An environmental group is questioning the Macon Water Authority's handling of a recent sewage spill.
A letter from Altamaha Riverkeeper group to the MWA says it is concerned by its account of the spill reported on Labor Day at S. Pine Knoll Drive, near the Ocmulgee River.
"This spill raises questions about MWA's sewage spill response plan, including its response time, method of calcuating the size of a spill and the manner in which spills are cleaned up."
The letter from Riverkeeper executive director Deborah Sheppard says the spill probably involved more than the 4,860 gallons reported by the water authority.
The water authority says homeowner Roland Neel reported the spill around 1:30 p.m. and the flow was stopped around 5:30 p.m. They say their response was delayed by bad directions from Neel.

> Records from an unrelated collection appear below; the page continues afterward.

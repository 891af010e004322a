//! Connection registry for session and identity tracking.
//!
//! Maps live sessions to the user they asserted with `hello`, and users back
//! to their session so pushes can be routed in O(1). A user has at most one
//! live session; a second `hello` for the same user is refused.

use std::collections::HashMap;

use hushline_proto::UserId;

/// Information about a registered session.
#[derive(Debug, Clone, Default, PartialEq, Eq)]
pub struct SessionInfo {
    /// User ID bound by `hello`
    pub user_id: Option<UserId>,
    /// Whether the session has completed `hello`
    pub authenticated: bool,
}

impl SessionInfo {
    /// Create a new unauthenticated session info.
    pub fn new() -> Self {
        Self::default()
    }

    /// Create an authenticated session info with user ID.
    pub fn authenticated(user_id: UserId) -> Self {
        Self { user_id: Some(user_id), authenticated: true }
    }

    /// The bound user, only once authenticated.
    pub fn authenticated_user(&self) -> Option<UserId> {
        self.user_id.filter(|_| self.authenticated)
    }
}

/// Registry for tracking sessions and their bound users.
#[derive(Debug, Default)]
pub struct ConnectionRegistry {
    /// Session ID → session info
    sessions: HashMap<u64, SessionInfo>,
    /// User ID → session ID (reverse index). Enforces one session per user
    user_sessions: HashMap<UserId, u64>,
}

impl ConnectionRegistry {
    /// Create a new empty registry.
    pub fn new() -> Self {
        Self::default()
    }

    /// Register a new session.
    ///
    /// Returns `false` if the session already exists, or if `info` names a
    /// user that already has another session.
    pub fn register_session(&mut self, session_id: u64, info: SessionInfo) -> bool {
        if self.sessions.contains_key(&session_id) {
            return false;
        }

        if let Some(user_id) = info.user_id {
            if self.user_sessions.contains_key(&user_id) {
                return false;
            }
            self.user_sessions.insert(user_id, session_id);
        }

        self.sessions.insert(session_id, info);
        true
    }

    /// Unregister a session, releasing its user binding.
    pub fn unregister_session(&mut self, session_id: u64) -> Option<SessionInfo> {
        let info = self.sessions.remove(&session_id)?;

        if let Some(user_id) = info.user_id {
            // Only drop the reverse entry if it still points here
            if self.user_sessions.get(&user_id) == Some(&session_id) {
                self.user_sessions.remove(&user_id);
            }
        }

        Some(info)
    }

    /// Session metadata. `None` if session doesn't exist.
    pub fn sessions(&self, session_id: u64) -> Option<&SessionInfo> {
        self.sessions.get(&session_id)
    }

    /// Check if a session is registered.
    pub fn has_session(&self, session_id: u64) -> bool {
        self.sessions.contains_key(&session_id)
    }

    /// Update session info while maintaining the reverse index.
    ///
    /// Returns `false` if the session doesn't exist or the new user is
    /// already bound to a different session.
    pub fn update_session_info(&mut self, session_id: u64, new_info: SessionInfo) -> bool {
        let Some(old_info) = self.sessions.get(&session_id).cloned() else {
            return false;
        };

        if let Some(new_user_id) = new_info.user_id
            && Some(new_user_id) != old_info.user_id
            && self.user_sessions.contains_key(&new_user_id)
        {
            return false;
        }

        if let Some(old_user_id) = old_info.user_id {
            self.user_sessions.remove(&old_user_id);
        }
        if let Some(new_user_id) = new_info.user_id {
            self.user_sessions.insert(new_user_id, session_id);
        }

        self.sessions.insert(session_id, new_info);
        true
    }

    /// Find the live session of a user. O(1) via the reverse index.
    pub fn session_id_for_user(&self, user_id: UserId) -> Option<u64> {
        self.user_sessions.get(&user_id).copied()
    }

    /// Total number of registered sessions.
    pub fn session_count(&self) -> usize {
        self.sessions.len()
    }
}

#[cfg(test)]
mod tests {
    use super::*;

    #[test]
    fn register_and_lookup_session() {
        let mut registry = ConnectionRegistry::new();

        assert!(registry.register_session(1, SessionInfo::new()));
        assert!(registry.has_session(1));
        assert!(!registry.has_session(2));

        let info = registry.sessions(1).unwrap();
        assert!(!info.authenticated);
        assert_eq!(info.authenticated_user(), None);
    }

    #[test]
    fn register_duplicate_session_fails() {
        let mut registry = ConnectionRegistry::new();

        assert!(registry.register_session(1, SessionInfo::new()));
        assert!(!registry.register_session(1, SessionInfo::new()));
    }

    #[test]
    fn unregister_releases_user() {
        let mut registry = ConnectionRegistry::new();
        registry.register_session(1, SessionInfo::authenticated(42));

        let info = registry.unregister_session(1).unwrap();
        assert_eq!(info.authenticated_user(), Some(42));
        assert_eq!(registry.session_id_for_user(42), None);

        // User can bind again from a new connection
        assert!(registry.register_session(2, SessionInfo::authenticated(42)));
        assert_eq!(registry.session_id_for_user(42), Some(2));
    }

    #[test]
    fn one_session_per_user() {
        let mut registry = ConnectionRegistry::new();
        registry.register_session(1, SessionInfo::authenticated(42));
        registry.register_session(2, SessionInfo::new());

        assert!(!registry.update_session_info(2, SessionInfo::authenticated(42)));
        assert_eq!(registry.sessions(2).unwrap().authenticated_user(), None);
        assert_eq!(registry.session_id_for_user(42), Some(1));
    }

    #[test]
    fn update_session_info_rebinds_reverse_index() {
        let mut registry = ConnectionRegistry::new();
        registry.register_session(200, SessionInfo::new());
        registry.register_session(300, SessionInfo::authenticated(99));

        assert!(registry.update_session_info(200, SessionInfo::authenticated(42)));
        assert_eq!(registry.session_id_for_user(42), Some(200));
        assert_eq!(registry.session_id_for_user(99), Some(300));
        assert_eq!(registry.session_id_for_user(999), None);

        // Same user again is not a conflict
        assert!(registry.update_session_info(200, SessionInfo::authenticated(42)));
        assert!(!registry.update_session_info(404, SessionInfo::authenticated(1)));
    }

    #[test]
    fn session_count() {
        let mut registry = ConnectionRegistry::new();
        assert_eq!(registry.session_count(), 0);

        registry.register_session(1, SessionInfo::new());
        registry.register_session(2, SessionInfo::new());
        assert_eq!(registry.session_count(), 2);

        registry.unregister_session(1);
        assert_eq!(registry.session_count(), 1);
        assert!(registry.unregister_session(1).is_none());
    }
}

Even considering that, Sheppard wrote, "that is a long time for the problem to continue."
But, she added, based on the amount of sewage found in the normally dry creek bed, "it is reasonable to assume that spill had been going on much longer."
She said the sewage may have been flowing for days.
"A 400-foot previously dry creek bed flowing two feet deep with sewage was documented moving directly into the river mid afternoon. It did not simply fill up with sewage at the exact moment it was discovered."
And even though the water authority reported to the state that the spill was cleaned up by Sept. 5, photos taken on Sept. 7 show that some sewage still remained, she wrote.
The spill flowed into the Ocmulee River, Sheppard wrote, "less than a quarter mile from Amerson Water Works Park, where large numbers of people were enjoying the river in Boats, tubes and by wading and swimming.
"We understand the problem in taking corrective action on a holiday weekend, but that is exactly the time when people using the river are most likely to be exposed to problems from sewage spills."
She also wrote that "MWA's complaining about the reporting of the spill to WMAZ also calls into question its concern for keeping the public aware of public health hazards that result from the inevitable occasional sewage spill."
Altamaha Riverkeeper, based in Darien, monitors water quality and threats to the Altamaha and Ocmulgee rivers.
John Draughon, an attorney for homeowner Roland Neel called the water authority's actions "a classic case of a government coverup." He says this is the third time there has been a spill on or near his property, which faces the Ocmulgee River.
Tony Rojas, the director of the Water Authority, says he works a lot with the Altamaha Riverkeepers and says he appreciates their concern. He says the MWA plans on investigating the matter and reporting what they find.